Lo suyo es contar la vida. No explica. Tampoco interpreta, recrea. García Márquez ha visto y narrado su humanidad de un solo golpe, sin divisiones. Soñar, pensar e imaginar ha sido lo mismo en su mente global, en su golem particular. Por intuición o por genio, supo que la realidad todo lo abarca: la vida y la muerte, el mito y la épica; el drama y la tragedia, la ficción y la crónica. Trasmite, no inventa el habla ni los asuntos de sus mayores. Ha dicho a quien pregunta sobre las peculiaridades de su método que así son las cosas en su Caribe natal. Que para eso están los ensayistas, para analizar el por qué; para prever y entender. Al escribir no discute ni se pregunta las causas de una manera de ser. Su audacia expresiva es emocional, afectiva. Ve, oye y ha escrito artículos periodísticos, crónicas, novelas o cuentos con la eficacia del saber trasmitido por los abuelos y la soltura aparente del repentista. Su pensamiento es viajero. Su vocabulario trasciende la magia del diccionario porque el suyo es el puro don de contar. No hay complejos ni himnos ni banderas ni celebraciones; tampoco en su prosa se advierte un problema insalvable: ahí están los difuntos para dialogar con los vivos y ofrecer respuestas asombrosas a lo cotidiano y posible. Están las voces del diario, las propias de su región y las que, ignorantes de su raíz, circulan en el Caribe en libre invención; también por el Altiplano. Cuando falla el folclore, acude a la magia del alquimista. Si la desesperanza entorpece el rumbo, el amor lo resuelve. Si el mundo se cierra, un encantamiento lo abre. Si no existen techos, sobran mujeres para construirlos mediante relatos. Levitaciones, magos, ríos de semen, gallos, putas, el hielo… El universo apretado en la ficción verdadera. Macondo es la casa y el huracán la arremetida que acabaría con un páramo alucinado.

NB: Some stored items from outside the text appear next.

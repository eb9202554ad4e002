//! State of the card currently on screen.
//!
//! A `CardSubState` belongs to exactly one card index. The controller builds a
//! fresh one whenever the index changes, so nothing (selection, reveal,
//! submission) carries over to the next card.

use std::time::{Duration, Instant};

use crate::card::Card;

/// Delay between picking an option and the card turning over.
pub const FLIP_DELAY: Duration = Duration::from_millis(800);

pub const NO_EXPLANATION: &str = "No detailed explanation available.";

/// Exact, case-sensitive comparison against the card's answer. No trimming.
pub fn judge_choice(card: &Card, selected: &str) -> bool {
    selected == card.correct_answer()
}

#[derive(Clone, Copy, Debug, PartialEq, Eq)]
pub enum OptionMark {
    Neutral,
    Correct,
    Wrong,
    Dimmed,
}

#[derive(Clone, Debug, Default, PartialEq, Eq)]
pub struct CardSubState {
    is_flipped: bool,
    has_answered: bool,
    selected_option: Option<String>,
    verdict: Option<bool>,
    selected_at: Option<Instant>,
    submitted: bool,
}

impl CardSubState {
    pub fn new() -> Self {
        Self::default()
    }

    pub fn is_flipped(&self) -> bool {
        self.is_flipped
    }

    pub fn has_answered(&self) -> bool {
        self.has_answered
    }

    pub fn selected_option(&self) -> Option<&str> {
        self.selected_option.as_deref()
    }

    pub fn verdict(&self) -> Option<bool> {
        self.verdict
    }

    pub fn is_submitted(&self) -> bool {
        self.submitted
    }

    /// Locks in an option on a choice card. The verdict is settled here, not
    /// when the card flips. Returns false when the pick was ignored.
    pub fn select(&mut self, card: &Card, option: &str, now: Instant) -> bool {
        if self.has_answered {
            return false;
        }
        let Some(choices) = card.choices() else {
            return false;
        };
        if !choices.contains(&option) {
            return false;
        }
        self.selected_option = Some(option.to_string());
        self.verdict = Some(judge_choice(card, option));
        self.has_answered = true;
        self.selected_at = Some(now);
        true
    }

    /// Flips a choice card once `FLIP_DELAY` has passed since the pick.
    pub fn tick(&mut self, now: Instant) -> bool {
        if self.is_flipped {
            return false;
        }
        match self.selected_at {
            Some(at) if now.saturating_duration_since(at) >= FLIP_DELAY => {
                self.is_flipped = true;
                true
            }
            _ => false,
        }
    }

    /// Shows the answer face. Open cards flip on request; choice cards only
    /// after an option was picked (skipping the remaining delay).
    pub fn reveal(&mut self, card: &Card) -> bool {
        if self.is_flipped {
            return false;
        }
        if card.is_choice() && !self.has_answered {
            return false;
        }
        self.is_flipped = true;
        true
    }

    /// Hands out the verdict of a choice card for submission, once, after the
    /// card has flipped.
    pub fn take_choice_verdict(&mut self, card: &Card) -> Option<bool> {
        if !card.is_choice() || !self.is_flipped || self.submitted {
            return None;
        }
        let verdict = self.verdict?;
        self.submitted = true;
        Some(verdict)
    }

    /// Records the user's own judgement on an open card. Needs the answer to
    /// be visible and is accepted once.
    pub fn self_grade(&mut self, card: &Card, knew_it: bool) -> Option<bool> {
        if card.is_choice() || !self.is_flipped || self.submitted {
            return None;
        }
        self.has_answered = true;
        self.verdict = Some(knew_it);
        self.submitted = true;
        Some(knew_it)
    }

    pub fn option_mark(&self, card: &Card, option: &str) -> OptionMark {
        if !self.has_answered {
            return OptionMark::Neutral;
        }
        if option == card.correct_answer() {
            OptionMark::Correct
        } else if self.selected_option.as_deref() == Some(option) {
            OptionMark::Wrong
        } else {
            OptionMark::Dimmed
        }
    }
}

pub fn explanation_text(card: &Card) -> &str {
    card.explanation.as_deref().unwrap_or(NO_EXPLANATION)
}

Muerto él, apenas hace unas horas, miro uno a uno en el anaquel sus libros leídos y releídos. Gracias a él nuestras letras dieron un salto gigantesco a la cima del arte de la palabra. La levedad se infiltró a la escritura y por la gracia de su talento Latinoamérica entró por la puerta grande al cerrado cenáculo de los clásicos de la hora. Repaso una línea, reconozco un pasaje y de una historia evocada a otra mi memoria me regresa al día en que, sentado junto a mí durante una comida, sonriente, Gabo me dijo a boca de jarro: “tienes una vida para contarla… No le tengas miedo.”

 

*Fragmento editado de “GM: La épica de la soledad”, en Voces de su tiempo, de próxima publicación.